Directions for this task: Using the entries below, output each line exactly from the first through the one that contains "pub struct TrainingConfig".

Record extracts:
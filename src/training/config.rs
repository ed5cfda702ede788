//! Tunables for the targeting loop. Defaults reproduce the shipped game feel;
//! the JS host may override any subset by passing a JSON object.

use serde::{Deserialize, Serialize};

use super::combo::Difficulty;

#[derive(Clone, Debug, PartialEq, Serialize, Deserialize)]
#[serde(default)]
pub struct TrainingConfig {
    /// Combined |dR|+|dG|+|dB| (0..=765) a pixel must exceed to count as motion.
    pub motion_threshold: u16,
    /// Motion cells inside a target's sample circle needed for a hit (strictly more than).
    pub hit_threshold: usize,
    pub scale_step: f64,
    pub hit_window_min: f64,
    pub hit_window_max: f64,
    /// Past this scale a target has flown by the player.
    pub visible_max: f64,
    pub hit_reward: u32,
    pub stagger_ms: f64,
    /// How long a HIT target stays on screen for its burst animation.
    pub hit_linger_ms: f64,
    /// Sample circle radius in grid cells at approach scale 1.0.
    pub sample_radius: f64,
    pub grid_width: u32,
    pub grid_height: u32,
    pub round_secs: u32,
    /// Auto difficulty switches to Intermediate once score is strictly above this.
    pub intermediate_after: u32,
    pub focus: String,
    /// Pinned difficulty; `None` means escalate from score.
    pub difficulty: Option<Difficulty>,
}

impl Default for TrainingConfig {
    fn default() -> Self {
        Self {
            motion_threshold: 25,
            hit_threshold: 20,
            scale_step: 0.02,
            hit_window_min: 0.6,
            hit_window_max: 1.2,
            visible_max: 1.5,
            hit_reward: 10,
            stagger_ms: 1500.0,
            hit_linger_ms: 300.0,
            sample_radius: 10.0,
            grid_width: 100,
            grid_height: 75,
            round_secs: 180,
            intermediate_after: 50,
            focus: "Speed and Flow".to_string(),
            difficulty: None,
        }
    }
}

impl TrainingConfig {
    /// Parse a (possibly partial) JSON override. Bad input keeps the defaults.
    pub fn from_json(text: &str) -> Self {
        match serde_json::from_str::<TrainingConfig>(text) {
            Ok(cfg) => cfg,
            Err(e) => {
                log::warn!("ignoring invalid training config: {e}");
                Self::default()
            }
        }
    }

    pub fn in_hit_window(&self, scale: f64) -> bool {
        scale >= self.hit_window_min && scale <= self.hit_window_max
    }
}

#[cfg(test)]
mod tests {
    use super::*;

    #[test]
    fn partial_override_keeps_other_defaults() {
        let cfg = TrainingConfig::from_json(r#"{"hit_threshold": 5, "difficulty": "Advanced"}"#);
        assert_eq!(cfg.hit_threshold, 5);
        assert_eq!(cfg.difficulty, Some(Difficulty::Advanced));
        assert_eq!(cfg.motion_threshold, 25);
        assert_eq!(cfg.focus, "Speed and Flow");
    }

    #[test]
    fn garbage_falls_back_to_defaults() {
        assert_eq!(TrainingConfig::from_json("{nope"), TrainingConfig::default());
    }

    #[test]
    fn hit_window_is_inclusive() {
        let cfg = TrainingConfig::default();
        assert!(cfg.in_hit_window(0.6));
        assert!(cfg.in_hit_window(1.2));
        assert!(!cfg.in_hit_window(0.58));
        assert!(!cfg.in_hit_window(1.22));
    }
}
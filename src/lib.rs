//! ShadowBox AR core crate.
//!
//! The combo trainer samples the webcam every animation frame, differences
//! consecutive downsampled frames into a motion mask and scores incoming
//! punch targets against it. Gameplay logic lives in [`training`] and is
//! plain Rust, testable natively; the private `web` module binds it to the
//! browser.

use wasm_bindgen::prelude::*;

pub mod coach;
pub mod error;
pub mod training;
mod web;

// Optional small allocator for size (feature gated)
#[cfg(feature = "wee_alloc")]
#[global_allocator]
static ALLOC: wee_alloc::WeeAlloc = wee_alloc::WeeAlloc::INIT;

#[wasm_bindgen(start)]
pub fn wasm_start() {
    #[cfg(feature = "console_error_panic_hook")]
    console_error_panic_hook::set_once();
    let _ = console_log::init_with_level(log::Level::Info);
}

// -----------------------------------------------------------------------------
// Training view entrypoints
// -----------------------------------------------------------------------------

/// Start (or restart) a round. `config_json` may override any tunable.
#[wasm_bindgen]
pub fn start_training(config_json: Option<String>) -> Result<(), JsValue> {
    web::start(config_json)?;
    Ok(())
}

#[wasm_bindgen]
pub fn stop_training() -> Result<(), JsValue> {
    web::stop()?;
    Ok(())
}

/// Resolves to `true` when the camera is now on.
#[wasm_bindgen]
pub async fn toggle_camera() -> Result<bool, JsValue> {
    Ok(web::toggle_camera().await?)
}

/// Pin "Beginner" / "Intermediate" / "Advanced"; pass nothing to follow the score.
#[wasm_bindgen]
pub fn set_difficulty(label: Option<String>) -> Result<(), JsValue> {
    web::set_difficulty(label)?;
    Ok(())
}

/// Returns `false` when a combo is already being generated.
#[wasm_bindgen]
pub fn request_combo() -> Result<bool, JsValue> {
    Ok(web::request_combo()?)
}

/// Latest published overlay state as JSON.
#[wasm_bindgen]
pub fn overlay_snapshot() -> String {
    web::snapshot_json()
}

// -----------------------------------------------------------------------------
// Host capabilities
// -----------------------------------------------------------------------------

/// `(difficulty, focus) => Promise<string | object>` producing combo JSON.
#[wasm_bindgen]
pub fn set_combo_generator(fetch: js_sys::Function) {
    web::set_combo_generator(fetch);
}

/// `(historyJson, message) => Promise<string>` producing a coach reply.
#[wasm_bindgen]
pub fn set_cornerman(ask: js_sys::Function) {
    web::set_cornerman(ask);
}

#[wasm_bindgen]
pub async fn ask_cornerman(text: String) -> Result<JsValue, JsValue> {
    Ok(match web::ask_cornerman(text).await {
        Some(reply) => JsValue::from_str(&reply),
        None => JsValue::UNDEFINED,
    })
}
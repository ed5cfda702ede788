//! Incoming punch targets and their per-tick lifecycle.

use serde::Serialize;

use super::config::TrainingConfig;
use super::motion::MotionMask;

#[derive(Clone, Copy, Debug, PartialEq, Eq, Serialize)]
#[serde(rename_all = "SCREAMING_SNAKE_CASE")]
pub enum Side {
    Left,
    Right,
}

impl Side {
    pub fn from_x(x: f64) -> Self {
        if x < 50.0 { Side::Left } else { Side::Right }
    }
}

#[derive(Clone, Copy, Debug, PartialEq, Eq, Serialize)]
#[serde(rename_all = "SCREAMING_SNAKE_CASE")]
pub enum TargetState {
    Pending,
    Approaching,
    InRange,
    Hit,
    /// Passed through the hit window without enough motion.
    Missed,
    /// Flew past without ever being sampled against a real motion mask.
    Expired,
}

impl TargetState {
    pub fn is_terminal(&self) -> bool {
        matches!(self, TargetState::Hit | TargetState::Missed | TargetState::Expired)
    }
}

/// Result of advancing a single target by one tick.
#[derive(Clone, Copy, Debug, PartialEq, Eq)]
pub enum TargetEvent {
    None,
    Hit { motion: usize },
    Missed,
    Expired,
}

#[derive(Clone, Debug, PartialEq)]
pub struct Target {
    pub id: u64,
    pub label: String,
    pub side: Side,
    /// Percent screen space, fixed at spawn.
    x: f64,
    y: f64,
    scale: f64,
    state: TargetState,
    pub spawned_ms: f64,
    resolved_ms: Option<f64>,
    sampled: bool,
}

impl Target {
    pub fn new(id: u64, label: impl Into<String>, x: f64, y: f64, spawned_ms: f64) -> Self {
        Self {
            id,
            label: label.into(),
            side: Side::from_x(x),
            x,
            y,
            scale: 0.0,
            state: TargetState::Pending,
            spawned_ms,
            resolved_ms: None,
            sampled: false,
        }
    }

    pub fn position(&self) -> (f64, f64) {
        (self.x, self.y)
    }

    pub fn scale(&self) -> f64 {
        self.scale
    }

    pub fn state(&self) -> TargetState {
        self.state
    }

    pub fn resolved_ms(&self) -> Option<f64> {
        self.resolved_ms
    }

    /// Grid cell under the target. The camera preview is mirrored, so the
    /// x axis is flipped before indexing the mask.
    pub fn grid_point(&self, grid_w: u32, grid_h: u32) -> (f64, f64) {
        let gx = (100.0 - self.x) / 100.0 * grid_w as f64;
        let gy = self.y / 100.0 * grid_h as f64;
        (gx, gy)
    }

    /// Advance one tick. `mask` is `None` on ticks where no motion data was
    /// available; the target still moves but cannot be hit.
    pub fn advance(&mut self, mask: Option<&MotionMask>, cfg: &TrainingConfig, now_ms: f64) -> TargetEvent {
        if self.state.is_terminal() {
            return TargetEvent::None;
        }
        self.scale += cfg.scale_step;

        if self.scale > cfg.visible_max {
            let (state, event) = if self.sampled {
                (TargetState::Missed, TargetEvent::Missed)
            } else {
                (TargetState::Expired, TargetEvent::Expired)
            };
            self.state = state;
            self.resolved_ms = Some(now_ms);
            return event;
        }

        if !cfg.in_hit_window(self.scale) {
            self.state = TargetState::Approaching;
            return TargetEvent::None;
        }

        self.state = TargetState::InRange;
        let Some(mask) = mask else {
            return TargetEvent::None;
        };
        self.sampled = true;
        let (gx, gy) = self.grid_point(mask.width(), mask.height());
        let motion = mask.count_in_circle(gx, gy, cfg.sample_radius * self.scale);
        if motion > cfg.hit_threshold {
            self.state = TargetState::Hit;
            self.resolved_ms = Some(now_ms);
            TargetEvent::Hit { motion }
        } else {
            TargetEvent::None
        }
    }

    /// Whether the target should be dropped from the active set.
    pub fn is_spent(&self, cfg: &TrainingConfig, now_ms: f64) -> bool {
        match (self.state, self.resolved_ms) {
            (TargetState::Hit, Some(at)) => now_ms - at >= cfg.hit_linger_ms,
            (TargetState::Missed | TargetState::Expired, _) => true,
            _ => false,
        }
    }
}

Expected answer:
filename src/training/config.rs
repository ed5cfda702ede788
//! Tunables for the targeting loop. Defaults reproduce the shipped game feel;
//! the JS host may override any subset by passing a JSON object.

use serde::{Deserialize, Serialize};

use super::combo::Difficulty;

#[derive(Clone, Debug, PartialEq, Serialize, Deserialize)]
#[serde(default)]
pub struct TrainingConfig {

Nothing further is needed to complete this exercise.